What is needed is an exact retyping of the records below, from the first line through the line that contains "use regex::Regex;".

[Collected data entries]

════════════════

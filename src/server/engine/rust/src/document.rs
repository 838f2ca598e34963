/* src/server/engine/rust/src/document.rs */

use std::collections::BTreeMap;
use std::fs;
use std::io::ErrorKind;
use std::path::Path;
use std::sync::OnceLock;

use mirror_injector::escape_html;
use regex::Regex;
use serde_json::Value;

use crate::error::MirrorError;
use crate::patch::{PatchReport, apply_content_patches};

pub const DEFAULT_STATIC_PREFIX_FROM: &str = "/_next/static/";
pub const DEFAULT_STATIC_PREFIX_TO: &str = "/mirror_next/static/";

const GUARD_FILE: &str = "guard.js";
const OVERRIDES_FILE: &str = "overrides.css";
const RUNTIME_FILE: &str = "runtime.js";

fn html_open_re() -> &'static Regex {
  static RE: OnceLock<Regex> = OnceLock::new();
  RE.get_or_init(|| Regex::new(r"(?i)<html\b[^>]*>").unwrap())
}

fn body_open_re() -> &'static Regex {
  static RE: OnceLock<Regex> = OnceLock::new();
  RE.get_or_init(|| Regex::new(r"(?i)<body\b[^>]*>").unwrap())
}

fn head_inner_re() -> &'static Regex {
  static RE: OnceLock<Regex> = OnceLock::new();
  RE.get_or_init(|| Regex::new(r"(?is)<head\b[^>]*>(.*?)</head>").unwrap())
}

fn body_inner_re() -> &'static Regex {
  static RE: OnceLock<Regex> = OnceLock::new();
  RE.get_or_init(|| Regex::new(r"(?is)<body\b[^>]*>(.*?)</body>").unwrap())
}

fn attr_re() -> &'static Regex {
  static RE: OnceLock<Regex> = OnceLock::new();
  RE.get_or_init(|| Regex::new(r#"([:@A-Za-z0-9_-]+)(?:="([^"]*)")?"#).unwrap())
}

fn decode_entities(s: &str) -> String {
  s.replace("&amp;", "&")
    .replace("&quot;", "\"")
    .replace("&#x27;", "'")
    .replace("&#39;", "'")
    .replace("&lt;", "<")
    .replace("&gt;", ">")
}

/// Attributes of one opening tag in source order, values entity-decoded.
/// Valueless attributes carry an empty string.
fn parse_attrs(open_tag: &str, tag: &str) -> Vec<(String, String)> {
  let inner = open_tag.get(tag.len() + 1..open_tag.len().saturating_sub(1)).unwrap_or_default();
  let mut attrs: Vec<(String, String)> = Vec::new();
  for caps in attr_re().captures_iter(inner) {
    let name = caps[1].to_string();
    let value = caps.get(2).map(|m| decode_entities(m.as_str())).unwrap_or_default();
    match attrs.iter_mut().find(|(existing, _)| *existing == name) {
      Some(slot) => slot.1 = value,
      None => attrs.push((name, value)),
    }
  }
  attrs
}

fn take_attr(attrs: &mut Vec<(String, String)>, name: &str) -> Option<String> {
  let index = attrs.iter().position(|(key, _)| key == name)?;
  Some(attrs.remove(index).1)
}

fn render_attrs(attrs: &[(String, String)]) -> String {
  attrs
    .iter()
    .map(|(name, value)| if value.is_empty() { format!(" {name}") } else { format!(" {name}=\"{}\"", escape_html(value)) })
    .collect()
}

fn inner<'a>(re: &Regex, html: &'a str) -> &'a str {
  re.captures(html).and_then(|caps| caps.get(1)).map_or("", |m| m.as_str())
}

/// JSON for an inline script: `<` is escaped so the payload cannot close the
/// surrounding tag.
pub fn inline_script_json(value: &Value) -> String {
  serde_json::to_string(value).unwrap_or_else(|_| "null".to_string()).replace('<', "\\u003c")
}

/// Companion files inlined into every rendered document.
#[derive(Debug, Clone, Default, PartialEq, Eq)]
pub struct Injections {
  pub guard: String,
  pub overrides_css: String,
  pub runtime: String,
}

impl Injections {
  /// Load `guard.js`, `overrides.css` and `runtime.js` from `dir`. Each file
  /// is required once a directory is configured.
  pub fn load(dir: &Path) -> Result<Self, MirrorError> {
    let read = |name: &str| {
      let path = dir.join(name);
      match fs::read_to_string(&path) {
        Ok(text) => Ok(text.trim().to_string()),
        Err(e) if e.kind() == ErrorKind::NotFound => Err(MirrorError::MissingInjection(path)),
        Err(source) => Err(MirrorError::Read { path, source }),
      }
    };
    Ok(Self { guard: read(GUARD_FILE)?, overrides_css: read(OVERRIDES_FILE)?, runtime: read(RUNTIME_FILE)? })
  }
}

/// Everything one document render needs besides the snapshot itself.
#[derive(Debug, Clone)]
pub struct RenderOptions<'a> {
  pub site: &'a Value,
  pub media: &'a BTreeMap<String, String>,
  pub injections: Option<&'a Injections>,
  pub static_prefix_from: &'a str,
  pub static_prefix_to: &'a str,
}

#[derive(Debug, Clone, PartialEq, Eq)]
pub struct RenderedDocument {
  pub html: String,
  pub report: PatchReport,
}

/// Read the captured snapshot. A missing file is fatal and names the command
/// that produces it.
pub fn read_snapshot(path: &Path) -> Result<String, MirrorError> {
  fs::read_to_string(path).map_err(|source| match source.kind() {
    ErrorKind::NotFound => MirrorError::MissingSnapshot(path.to_path_buf()),
    _ => MirrorError::Read { path: path.to_path_buf(), source },
  })
}

/// Load the site content object. A document with a `site` object yields that
/// object, any other document is used whole. Missing or unreadable content
/// falls back to `{}`.
pub fn load_site_content(path: &Path) -> Value {
  let empty = || Value::Object(serde_json::Map::new());
  let Ok(text) = fs::read_to_string(path) else {
    return empty();
  };
  match serde_json::from_str::<Value>(&text) {
    Ok(doc) => {
      if let Some(site) = doc.get("site").filter(|site| site.is_object()) {
        return site.clone();
      }
      if doc.is_object() { doc } else { empty() }
    }
    Err(e) => {
      tracing::warn!(path = %path.display(), error = %e, "site content is not valid JSON, using {{}}");
      empty()
    }
  }
}

/// Wrap the patched snapshot into a complete document: html and body
/// attributes carried over, static asset prefix rewritten, companion files and
/// the runtime globals injected into the head.
pub fn render_document(snapshot: &str, options: &RenderOptions<'_>) -> RenderedDocument {
  let mut html_attrs = html_open_re().find(snapshot).map(|m| parse_attrs(m.as_str(), "html")).unwrap_or_default();
  let mut body_attrs = body_open_re().find(snapshot).map(|m| parse_attrs(m.as_str(), "body")).unwrap_or_default();

  let lang = take_attr(&mut html_attrs, "lang").filter(|l| !l.is_empty()).unwrap_or_else(|| "en".to_string());
  let html_class = take_attr(&mut html_attrs, "class").unwrap_or_default();
  let body_class = take_attr(&mut body_attrs, "class").unwrap_or_default();

  let rewrite = |s: &str| {
    if options.static_prefix_from.is_empty() {
      s.to_string()
    } else {
      s.replace(options.static_prefix_from, options.static_prefix_to)
    }
  };
  let head = rewrite(inner(head_inner_re(), snapshot));
  let body = rewrite(inner(body_inner_re(), snapshot));

  let patched = apply_content_patches(&head, &body, options.site);

  let media = Value::Object(options.media.iter().map(|(k, v)| (k.clone(), Value::String(v.clone()))).collect());
  let globals = format!(
    "window.__MIRROR_SITE_CONTENT__={};window.__MIRROR_MEDIA_MAP__={};",
    inline_script_json(options.site),
    inline_script_json(&media)
  );

  let class_attr = |class: &str| if class.is_empty() { String::new() } else { format!(" class=\"{}\"", escape_html(class)) };
  let (guard, style, runtime) = match options.injections {
    Some(inj) => (
      format!("<script>{}</script>", inj.guard),
      format!("<style>{}</style>", inj.overrides_css),
      format!("<script>{}</script>", inj.runtime),
    ),
    None => Default::default(),
  };

  let html = format!(
    "<!DOCTYPE html><html lang=\"{lang}\"{html_class}{html_rest}><head>{guard}{head}{style}<script>{globals}</script>{runtime}</head><body{body_class}{body_rest}>{body}</body></html>",
    lang = escape_html(&lang),
    html_class = class_attr(&html_class),
    html_rest = render_attrs(&html_attrs),
    head = patched.head_inner,
    body_class = class_attr(&body_class),
    body_rest = render_attrs(&body_attrs),
    body = patched.body_inner,
  );
  RenderedDocument { html, report: patched.report }
}

#[cfg(test)]
mod tests {
  use super::*;
  use serde_json::json;

  const SNAPSHOT: &str = concat!(
    r#"<!DOCTYPE html><html lang="nl" class="font-sans &amp; more" data-theme="light" hidden>"#,
    r#"<head><meta charset="utf-8"/><link rel="stylesheet" href="/_next/static/css/a.css"/></head>"#,
    r#"<body class="antialiased" data-x="1"><main>hi</main><script src="/_next/static/chunks/b.js"></script></body></html>"#
  );

  fn options<'a>(site: &'a Value, media: &'a BTreeMap<String, String>, injections: Option<&'a Injections>) -> RenderOptions<'a> {
    RenderOptions {
      site,
      media,
      injections,
      static_prefix_from: DEFAULT_STATIC_PREFIX_FROM,
      static_prefix_to: DEFAULT_STATIC_PREFIX_TO,
    }
  }

  // -- parse_attrs --

  #[test]
  fn attrs_in_order_with_bare_names() {
    let attrs = parse_attrs(r#"<html lang="en" hidden data-a="x &quot;y&quot;">"#, "html");
    assert_eq!(
      attrs,
      vec![
        ("lang".to_string(), "en".to_string()),
        ("hidden".to_string(), String::new()),
        ("data-a".to_string(), "x \"y\"".to_string())
      ]
    );
  }

  // -- render_document --

  #[test]
  fn document_shape() {
    let site = json!({"businessName": "Acme"});
    let media = BTreeMap::from([("/api/media/file/a.png".to_string(), "/mirror_media/a.png".to_string())]);
    let injections = Injections { guard: "g()".into(), overrides_css: "a{}".into(), runtime: "r()".into() };
    let doc = render_document(SNAPSHOT, &options(&site, &media, Some(&injections)));

    assert!(doc.html.starts_with(
      r#"<!DOCTYPE html><html lang="nl" class="font-sans &amp; more" data-theme="light" hidden><head><script>g()</script><title>"#
    ));
    assert!(doc.html.contains(r#"href="/mirror_next/static/css/a.css""#));
    assert!(doc.html.contains(r#"<script src="/mirror_next/static/chunks/b.js"></script>"#));
    assert!(doc.html.contains(r#"<style>a{}</style><script>window.__MIRROR_SITE_CONTENT__={"businessName":"Acme"};window.__MIRROR_MEDIA_MAP__={"/api/media/file/a.png":"/mirror_media/a.png"};</script><script>r()</script></head>"#));
    assert!(doc.html.contains(r#"<body class="antialiased" data-x="1"><main>hi</main>"#));
    assert!(doc.html.ends_with("</body></html>"));
    assert!(!doc.html.contains("/_next/static/"));
  }

  #[test]
  fn defaults_without_html_attrs_or_injections() {
    let site = json!({});
    let media = BTreeMap::new();
    let doc = render_document("<html><head></head><body>x</body></html>", &options(&site, &media, None));
    assert!(doc.html.starts_with(r#"<!DOCTYPE html><html lang="en"><head><title>"#));
    assert!(doc.html.contains("<body>x</body>"));
    assert!(!doc.html.contains("<style>"));
  }

  #[test]
  fn globals_escape_lt() {
    let out = inline_script_json(&json!({"a": "</script>"}));
    assert_eq!(out, r#"{"a":"\u003c/script>"}"#);
  }

  // -- files --

  #[test]
  fn missing_snapshot_error() {
    let dir = tempfile::tempdir().unwrap();
    let err = read_snapshot(&dir.path().join("live-index.html")).unwrap_err();
    assert!(matches!(err, MirrorError::MissingSnapshot(_)));
    assert!(err.to_string().contains("Run: npm run clone:live"));
  }

  #[test]
  fn injections_require_every_file() {
    let dir = tempfile::tempdir().unwrap();
    fs::write(dir.path().join(GUARD_FILE), " g() \n").unwrap();
    fs::write(dir.path().join(OVERRIDES_FILE), "a{}").unwrap();
    let err = Injections::load(dir.path()).unwrap_err();
    assert!(matches!(err, MirrorError::MissingInjection(ref p) if p.ends_with(RUNTIME_FILE)));

    fs::write(dir.path().join(RUNTIME_FILE), "r()").unwrap();
    let loaded = Injections::load(dir.path()).unwrap();
    assert_eq!(loaded.guard, "g()");
  }

  #[test]
  fn site_content_prefers_site_object() {
    let dir = tempfile::tempdir().unwrap();
    let path = dir.path().join("mirror-content.json");
    fs::write(&path, r#"{"site": {"businessName": "Acme"}, "meta": 1}"#).unwrap();
    assert_eq!(load_site_content(&path), json!({"businessName": "Acme"}));

    fs::write(&path, r#"{"businessName": "Whole"}"#).unwrap();
    assert_eq!(load_site_content(&path), json!({"businessName": "Whole"}));

    fs::write(&path, "[1, 2").unwrap();
    assert_eq!(load_site_content(&path), json!({}));
    assert_eq!(load_site_content(&dir.path().join("missing.json")), json!({}));
  }
}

════════════════

_Solved exercise_
filename src/server/engine/rust/src/document.rs
repository 838f2ca598e34963
/* src/server/engine/rust/src/document.rs */

use std::collections::BTreeMap;
use std::fs;
use std::io::ErrorKind;
use std::path::Path;
use std::sync::OnceLock;

use mirror_injector::escape_html;
use regex::Regex;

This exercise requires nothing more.